Hello again,
it got better I've a simple patch ready to migrate to 2.9.1, all tests green;
it was easier than I initially thought to fix the new DocIdSet
shall I apply it?
We can then think about the compression issue and after that move 3.0.x
I've moved HSEARCH-424 "Update to Lucene 3.0" from beta2 to beta3
as beta3 is containing already stuff like HSEARCH-415 "Consider moving
to Lucene 2.9"
(didn't have sense the other way around)
Cheers,
Sanne
2010/1/10 Sanne Grinovero <sanne.grinovero(a)gmail.com>:
Hello all,
I've been thinking about the strategy to upgrade to Lucene 3;
Ignoring new features at the moment, the main issues in migration:
1- Store.COMPRESS not supported anymore
2- Some Analyzers and the QueryParser require an additional
constructor parameter
3- DocIdSet interface (used in filters) changed - changed even in
Lucene 2.9.x, making step-by-step migration harder
While point 2 is not a great problem (I'm having a patch ready);
points 1 and 3 are connected: DocIdSet must be solved as soon as we
move to 2.9, while 2.9 is a requirement to implement COMPRESS in a
different way if we choose to:
It appears we can't maintain binary index compatibility, but
supporting the feature is an option.
Lucene 3 will transparently decompress an old-style compressed field
when reading it and it will even decompress all fields during
optimization, effectively transforming the index to the new format.

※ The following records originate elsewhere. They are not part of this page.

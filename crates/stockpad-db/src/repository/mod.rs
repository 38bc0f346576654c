//! # Repository Module
//!
//! SQLite-backed repositories.
//!
//! ```text
//! ┌─────────────────────────────────────────────────────────────────────────┐
//! │  PersistenceBridge                                                      │
//! │       │                                                                 │
//! │       │  kv.set("products", "[...]")                                    │
//! │       ▼                                                                 │
//! │  KvRepository                                                          │
//! │  ├── get(&self, key)                                                   │
//! │  └── set(&self, key, value)                                            │
//! │       │                                                                 │
//! │       │  SQL Query                                                      │
//! │       ▼                                                                 │
//! │  kv_store table                                                        │
//! └─────────────────────────────────────────────────────────────────────────┘
//! ```
//!
//! ## Available Repositories
//!
//! - [`KvRepository`](kv::KvRepository) - Key-value rows

pub mod kv;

If we want to still support the contract of
org.hibernate.search.annotations.Store.COMPRESS we will have to
compress ourself the field, possibly using a pluggable strategy;
assuming the use of org.apache.lucene.document.CompressionTools as
default implementation we can provide a backwards compatible-API but
the resulting index is going to have a different format.

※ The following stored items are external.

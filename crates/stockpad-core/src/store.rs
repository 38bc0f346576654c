//! # Product Store
//!
//! The authoritative in-memory product list.
//!
//! ## Operations Flow
//! ```text
//! ┌─────────────────────────────────────────────────────────────────────────┐
//! │                    Product Store Operations                             │
//! │                                                                         │
//! │  User Action              Store Method            List Change           │
//! │  ───────────              ────────────            ───────────           │
//! │                                                                         │
//! │  Save Product ───────────► add(draft) ──────────► products.push(p)     │
//! │                                                                         │
//! │  Tap Delete ─────────────► remove(i) ───────────► products.remove(i)   │
//! │                                                                         │
//! │  Type in Search ─────────► search(q) ───────────► (read only)          │
//! │                                                                         │
//! │  App Startup ────────────► load(list) ──────────► products = list      │
//! │                                                                         │
//! │  NOTE: add/remove validate before touching the list. A failed call     │
//! │        leaves the list unchanged.                                      │
//! └─────────────────────────────────────────────────────────────────────────┘
//! ```
//!
//! The store does no I/O. Whoever owns it is responsible for flushing the
//! list to storage after each successful `add` or `remove`.

use serde::{Deserialize, Serialize};

use crate::error::{IndexError, ValidationError};
use crate::types::{Product, ProductDraft};
use crate::validation::{ensure_unique_name, validate_draft};

/// Ordered list of products with the uniqueness and completeness rules
/// enforced on every insertion.
///
/// ## Invariants
/// - No two products share a name (ignoring case)
/// - Every product has image_ref, name and amount non-empty
/// - Insertion order is preserved; new products go to the end
#[derive(Debug, Clone, Default, PartialEq, Eq, Serialize, Deserialize)]
pub struct ProductStore {
    products: Vec<Product>,
}

impl ProductStore {
    /// Creates an empty store.
    pub fn new() -> Self {
        ProductStore {
            products: Vec::new(),
        }
    }

    /// Replaces the whole list, typically with data loaded at startup.
    ///
    /// The list is taken as-is. Stored entries are never dropped or rewritten.
    pub fn load(&mut self, initial: Vec<Product>) {
        self.products = initial;
    }

    /// Validates `draft` and appends it to the end of the list.
    ///
    /// ## Returns
    /// - `Ok(&Product)` - the stored product, now the last entry
    /// - `Err(MissingField)` - a field is empty (checked first)
    /// - `Err(DuplicateName)` - the name is already taken, ignoring case
    pub fn add(&mut self, draft: ProductDraft) -> Result<&Product, ValidationError> {
        validate_draft(&draft)?;
        ensure_unique_name(&self.products, &draft.name)?;

        self.products.push(Product::from(draft));
        let index = self.products.len() - 1;
        Ok(&self.products[index])
    }

    /// Removes the product at `index`, shifting later entries left by one.
    pub fn remove(&mut self, index: usize) -> Result<Product, IndexError> {
        if index >= self.products.len() {
            return Err(IndexError::IndexOutOfRange {
                index,
                len: self.products.len(),
            });
        }

        Ok(self.products.remove(index))
    }

    /// Returns the products whose name contains `query`, ignoring case.
    ///
    /// An empty query returns the full list. Order follows the list.
    pub fn search(&self, query: &str) -> Vec<Product> {
        if query.is_empty() {
            return self.products.clone();
        }

        self.search_with_index(query)
            .into_iter()
            .map(|(_, product)| product)
            .collect()
    }

    /// Like [`search`](Self::search), paired with each hit's current index.
    ///
    /// Indices are only valid until the next mutation.
    pub fn search_with_index(&self, query: &str) -> Vec<(usize, Product)> {
        let needle = query.to_lowercase();
        self.products
            .iter()
            .enumerate()
            .filter(|(_, p)| needle.is_empty() || p.name.to_lowercase().contains(&needle))
            .map(|(i, p)| (i, p.clone()))
            .collect()
    }

    /// Returns the product at `index`, if any.
    pub fn get(&self, index: usize) -> Option<&Product> {
        self.products.get(index)
    }

    /// Returns the current list.
    pub fn products(&self) -> &[Product] {
        &self.products
    }

    /// Returns an owned copy of the current list, for flushing.
    pub fn snapshot(&self) -> Vec<Product> {
        self.products.clone()
    }

    pub fn len(&self) -> usize {
        self.products.len()
    }

    pub fn is_empty(&self) -> bool {
        self.products.is_empty()
    }
}

// =============================================================================
// Unit Tests
// =============================================================================

#[cfg(test)]
mod tests {
    use super::*;

    fn draft(image_ref: &str, name: &str, amount: &str) -> ProductDraft {
        ProductDraft::new(image_ref, name, amount)
    }

    fn store_with(names: &[&str]) -> ProductStore {
        let mut store = ProductStore::new();
        for (i, name) in names.iter().enumerate() {
            store
                .add(draft(&format!("img{}", i), name, &i.to_string()))
                .unwrap();
        }
        store
    }

    fn names(products: &[Product]) -> Vec<&str> {
        products.iter().map(|p| p.name.as_str()).collect()
    }

    #[test]
    fn test_add_appends_to_end() {
        let mut store = ProductStore::new();
        store.add(draft("img1", "Pen", "10")).unwrap();
        let added = store.add(draft("img2", "Cup", "5")).unwrap();

        assert_eq!(added.name, "Cup");
        assert_eq!(names(store.products()), vec!["Pen", "Cup"]);
    }

    #[test]
    fn test_add_duplicate_name_ignoring_case() {
        let mut store = ProductStore::new();
        store.add(draft("img1", "Pen", "10")).unwrap();

        let err = store.add(draft("img2", "pen", "5")).unwrap_err();
        assert_eq!(
            err,
            ValidationError::DuplicateName {
                name: "pen".to_string()
            }
        );
        assert_eq!(store.len(), 1);
        assert_eq!(store.products()[0].amount, "10");
    }

    #[test]
    fn test_add_missing_image_leaves_list_unchanged() {
        let mut store = store_with(&["Cup"]);
        let before = store.clone();

        let err = store.add(draft("", "Pen", "10")).unwrap_err();
        assert_eq!(err, ValidationError::MissingField { field: "imageRef" });
        assert_eq!(store, before);
    }

    #[test]
    fn test_missing_field_takes_priority_over_duplicate() {
        let mut store = store_with(&["Pen"]);

        let err = store.add(draft("img", "Pen", "")).unwrap_err();
        assert_eq!(err, ValidationError::MissingField { field: "amount" });
    }

    #[test]
    fn test_add_keeps_values_verbatim() {
        let mut store = ProductStore::new();
        store.add(draft("content://media/42", " Pen ", "0010")).unwrap();

        let stored = store.get(0).unwrap();
        assert_eq!(stored.image_ref, "content://media/42");
        assert_eq!(stored.name, " Pen ");
        assert_eq!(stored.amount, "0010");
    }

    #[test]
    fn test_uniqueness_holds_over_many_adds() {
        let mut store = ProductStore::new();
        let attempts = ["Pen", "pen", "Cup", "CUP", "Mug", "pEn", "Bowl", "mug"];
        for (i, name) in attempts.iter().enumerate() {
            let _ = store.add(draft("img", name, &i.to_string()));
        }

        assert_eq!(names(store.products()), vec!["Pen", "Cup", "Mug", "Bowl"]);
        for (i, a) in store.products().iter().enumerate() {
            for b in &store.products()[i + 1..] {
                assert_ne!(a.name.to_lowercase(), b.name.to_lowercase());
            }
        }
    }

    #[test]
    fn test_remove_shifts_later_entries() {
        let mut store = store_with(&["A", "B", "C"]);

        let removed = store.remove(1).unwrap();
        assert_eq!(removed.name, "B");
        assert_eq!(names(store.products()), vec!["A", "C"]);
    }

    #[test]
    fn test_remove_preserves_positions_for_every_index() {
        let original = store_with(&["A", "B", "C", "D", "E"]);
        let n = original.len();

        for i in 0..n {
            let mut store = original.clone();
            store.remove(i).unwrap();

            assert_eq!(store.len(), n - 1);
            for j in 0..store.len() {
                let expected = if j < i { j } else { j + 1 };
                assert_eq!(store.get(j), original.get(expected));
            }
        }
    }

    #[test]
    fn test_remove_out_of_range() {
        let mut store = store_with(&["A", "B"]);

        let err = store.remove(2).unwrap_err();
        assert_eq!(err, IndexError::IndexOutOfRange { index: 2, len: 2 });
        assert_eq!(store.len(), 2);

        let mut empty = ProductStore::new();
        assert!(empty.remove(0).is_err());
    }

    #[test]
    fn test_removed_name_can_be_reused() {
        let mut store = store_with(&["Pen"]);
        store.remove(0).unwrap();
        assert!(store.add(draft("img", "PEN", "3")).is_ok());
    }

    #[test]
    fn test_search_substring_ignoring_case() {
        let store = store_with(&["Blue Pen", "Cup", "pencil", "Open Box"]);

        assert_eq!(
            names(&store.search("PEN")),
            vec!["Blue Pen", "pencil", "Open Box"]
        );
        assert_eq!(names(&store.search("cup")), vec!["Cup"]);
        assert!(store.search("xyz").is_empty());
    }

    #[test]
    fn test_search_with_index_reports_list_positions() {
        let store = store_with(&["Cup", "Pen", "Mug", "pencil"]);

        let hits: Vec<(usize, String)> = store
            .search_with_index("pen")
            .into_iter()
            .map(|(i, p)| (i, p.name))
            .collect();
        assert_eq!(hits, vec![(1, "Pen".to_string()), (3, "pencil".to_string())]);
    }

    #[test]
    fn test_search_empty_query_returns_everything_in_order() {
        let store = store_with(&["C", "A", "B"]);
        assert_eq!(store.search(""), store.products().to_vec());
    }

    #[test]
    fn test_search_does_not_mutate() {
        let store = store_with(&["Pen", "Cup"]);
        let before = store.clone();

        let mut view = store.search("pen");
        view.clear();

        assert_eq!(store, before);
    }

    #[test]
    fn test_load_replaces_list() {
        let mut store = store_with(&["Old"]);
        let loaded = store_with(&["A", "B"]).snapshot();

        store.load(loaded.clone());
        assert_eq!(store.products(), loaded.as_slice());

        // Names from the replaced list are free again, loaded ones are taken
        assert!(store.add(draft("img", "OLD", "1")).is_ok());
        assert!(store.add(draft("img", "a", "1")).is_err());
    }

    #[test]
    fn test_whitespace_fields_are_not_missing() {
        let mut store = ProductStore::new();

        let added = store.add(draft("img", "   ", "1")).unwrap();
        assert_eq!(added.name, "   ");

        store.add(draft(" ", "Pen", "\t")).unwrap();
        assert_eq!(store.len(), 2);
    }
}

A future improvement could be to use any external
compression/decompression function (user provided implementation), any
idea where? Maybe replace the Store enum with an interface?
What should I do to solve HSEARCH-425 ?
The options I've considered so far:
A) Deprecate the Store.COMPRESS, without providing an alternative
B) Change implementation to make use of Lucene's CompressionTools
CompressionTools only exist since Lucene 2.9, so an upgrade is
mandatory but other features are going to break, like filters
(org.hibernate.search.filter.AndDocIdSet needs to implement an updated
interface)
So basically I'll need a branch, break some tests temporarily, or
provide a single huge patch refactoring some features and tests at
same time :-/
An alternative to branching would be to solve the Compress issue
later, and focus on the build breaking changes first; in practice this
would break the compression feature until it's fixed, but this
shouldn't be a great problem as it going to change anyway...
WDYT?
I'm working on the new DocIdSet, even that will be a considerable change.
Cheers,
Sanne